Problem to work on — Could you restate word for word every line of the records below, from the first one to the one holding "paths = upload_multiple_files(provider.as_ref(), files).await?;"?

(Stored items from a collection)
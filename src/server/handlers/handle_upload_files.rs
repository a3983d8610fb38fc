use axum::extract::multipart::{Multipart, MultipartRejection};
use axum::extract::State;
use axum::http::StatusCode;
use tracing::info;

use crate::ipfs::{IpfsFile, IpfsUploadProvider};
use crate::server::api::{ErrorResponse, PrettyJson, UploadFilesForm, UploadFilesResponse};
use crate::server::error::UploadError;
use crate::server::handlers::multipart::{collect_files, FormError, ReceivedFile};
use crate::server::AppState;

pub const FILES_FIELD: &str = "files";

async fn upload_multiple_files(
    provider: &dyn IpfsUploadProvider,
    files: Vec<ReceivedFile>,
) -> Result<Vec<String>, UploadError> {
    if files.is_empty() {
        return Err(UploadError::NoFiles);
    }
    let ipfs_files: Vec<IpfsFile> = files.into_iter().map(ReceivedFile::into_ipfs_file).collect();
    let uploaded = provider
        .upload_files(&ipfs_files)
        .await
        .map_err(UploadError::Upstream)?;
    let paths: Vec<String> = uploaded.into_iter().map(|f| f.path).collect();
    info!(
        "Uploaded {} file(s), provider returned {} path(s)",
        ipfs_files.len(),
        paths.len()
    );
    Ok(paths)
}

/// Upload several files as one folder and return their IPFS paths
#[utoipa::path(
    post,
    path = "/upload-files",
    request_body(content = UploadFilesForm, content_type = "multipart/form-data"),
    responses(
        (status = 201, description = "Files uploaded", body = UploadFilesResponse),
        (status = 400, description = "Provider not configured, malformed form or no files", body = ErrorResponse),
        (status = 413, description = "Request body too large", body = ErrorResponse),
        (status = 500, description = "Upload provider failed", body = ErrorResponse)
    ),
    tag = "uploads"
)]
pub async fn handle_upload_files(
    State(state): State<AppState>,
    multipart: Result<Multipart, MultipartRejection>,
) -> Result<PrettyJson<UploadFilesResponse>, UploadError> {
    let provider = state.uploader.provider()?;

    let mut multipart = multipart.map_err(|e| FormError::from(e).into_form_error())?;
    let files = collect_files(&mut multipart, FILES_FIELD, None)
        .await
        .map_err(FormError::into_form_error)?;

    let paths = upload_multiple_files(provider.as_ref(), files).await?;
    Ok(PrettyJson(StatusCode::CREATED, UploadFilesResponse::new(paths)))
}

#[cfg(test)]
mod tests {
    use super::*;
    use crate::server::testing::MockUploader;
    use axum::body::Bytes;

    fn received(name: &str, data: &'static [u8]) -> ReceivedFile {
        ReceivedFile {
            file_name: name.to_string(),
            bytes: Bytes::from_static(data),
        }
    }

    #[tokio::test]
    async fn uploads_all_files_in_order() {
        let mock = MockUploader::with_paths(&["ipfs://QmDir/one.txt", "ipfs://QmDir/two.txt"]);
        let paths = upload_multiple_files(
            &mock,
            vec![received("one.txt", b"1"), received("two.txt", b"2")],
        )
        .await
        .unwrap();

        assert_eq!(paths, vec!["ipfs://QmDir/one.txt", "ipfs://QmDir/two.txt"]);
        let sent = mock.received();
        assert_eq!(sent.len(), 2);
        assert_eq!(sent[0], IpfsFile::from_bytes("one.txt", b"1"));
        assert_eq!(sent[1], IpfsFile::from_bytes("two.txt", b"2"));
    }

    #[tokio::test]
    async fn no_files_is_rejected_before_upload() {
        let mock = MockUploader::with_paths(&["unused"]);
        let err = upload_multiple_files(&mock, Vec::new()).await.unwrap_err();
        assert!(matches!(err, UploadError::NoFiles));
        assert_eq!(mock.calls(), 0);
    }

    #[tokio::test]
    async fn provider_error_is_internal() {
        let mock = MockUploader::failing("No files were uploaded");
        let err = upload_multiple_files(&mock, vec![received("a", b"a")])
            .await
            .unwrap_err();
        assert_eq!(err.status(), StatusCode::INTERNAL_SERVER_ERROR);
        assert_eq!(err.to_string(), "No files were uploaded");
    }
}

Your response —
filename src/server/handlers/handle_upload_files.rs
repository a3983d8610fb38fc
use axum::extract::multipart::{Multipart, MultipartRejection};
use axum::extract::State;
use axum::http::StatusCode;
use tracing::info;

use crate::ipfs::{IpfsFile, IpfsUploadProvider};
use crate::server::api::{ErrorResponse, PrettyJson, UploadFilesForm, UploadFilesResponse};
use crate::server::error::UploadError;
use crate::server::handlers::multipart::{collect_files, FormError, ReceivedFile};
use crate::server::AppState;

pub const FILES_FIELD: &str = "files";

async fn upload_multiple_files(
    provider: &dyn IpfsUploadProvider,
    files: Vec<ReceivedFile>,
) -> Result<Vec<String>, UploadError> {
    if files.is_empty() {
        return Err(UploadError::NoFiles);
    }
    let ipfs_files: Vec<IpfsFile> = files.into_iter().map(ReceivedFile::into_ipfs_file).collect();
    let uploaded = provider
        .upload_files(&ipfs_files)
        .await
        .map_err(UploadError::Upstream)?;
    let paths: Vec<String> = uploaded.into_iter().map(|f| f.path).collect();
    info!(
        "Uploaded {} file(s), provider returned {} path(s)",
        ipfs_files.len(),
        paths.len()
    );
    Ok(paths)
}

/// Upload several files as one folder and return their IPFS paths
#[utoipa::path(
    post,
    path = "/upload-files",
    request_body(content = UploadFilesForm, content_type = "multipart/form-data"),
    responses(
        (status = 201, description = "Files uploaded", body = UploadFilesResponse),
        (status = 400, description = "Provider not configured, malformed form or no files", body = ErrorResponse),
        (status = 413, description = "Request body too large", body = ErrorResponse),
        (status = 500, description = "Upload provider failed", body = ErrorResponse)
    ),
    tag = "uploads"
)]
pub async fn handle_upload_files(
    State(state): State<AppState>,
    multipart: Result<Multipart, MultipartRejection>,
) -> Result<PrettyJson<UploadFilesResponse>, UploadError> {
    let provider = state.uploader.provider()?;

    let mut multipart = multipart.map_err(|e| FormError::from(e).into_form_error())?;
    let files = collect_files(&mut multipart, FILES_FIELD, None)
        .await
        .map_err(FormError::into_form_error)?;

    let paths = upload_multiple_files(provider.as_ref(), files).await?;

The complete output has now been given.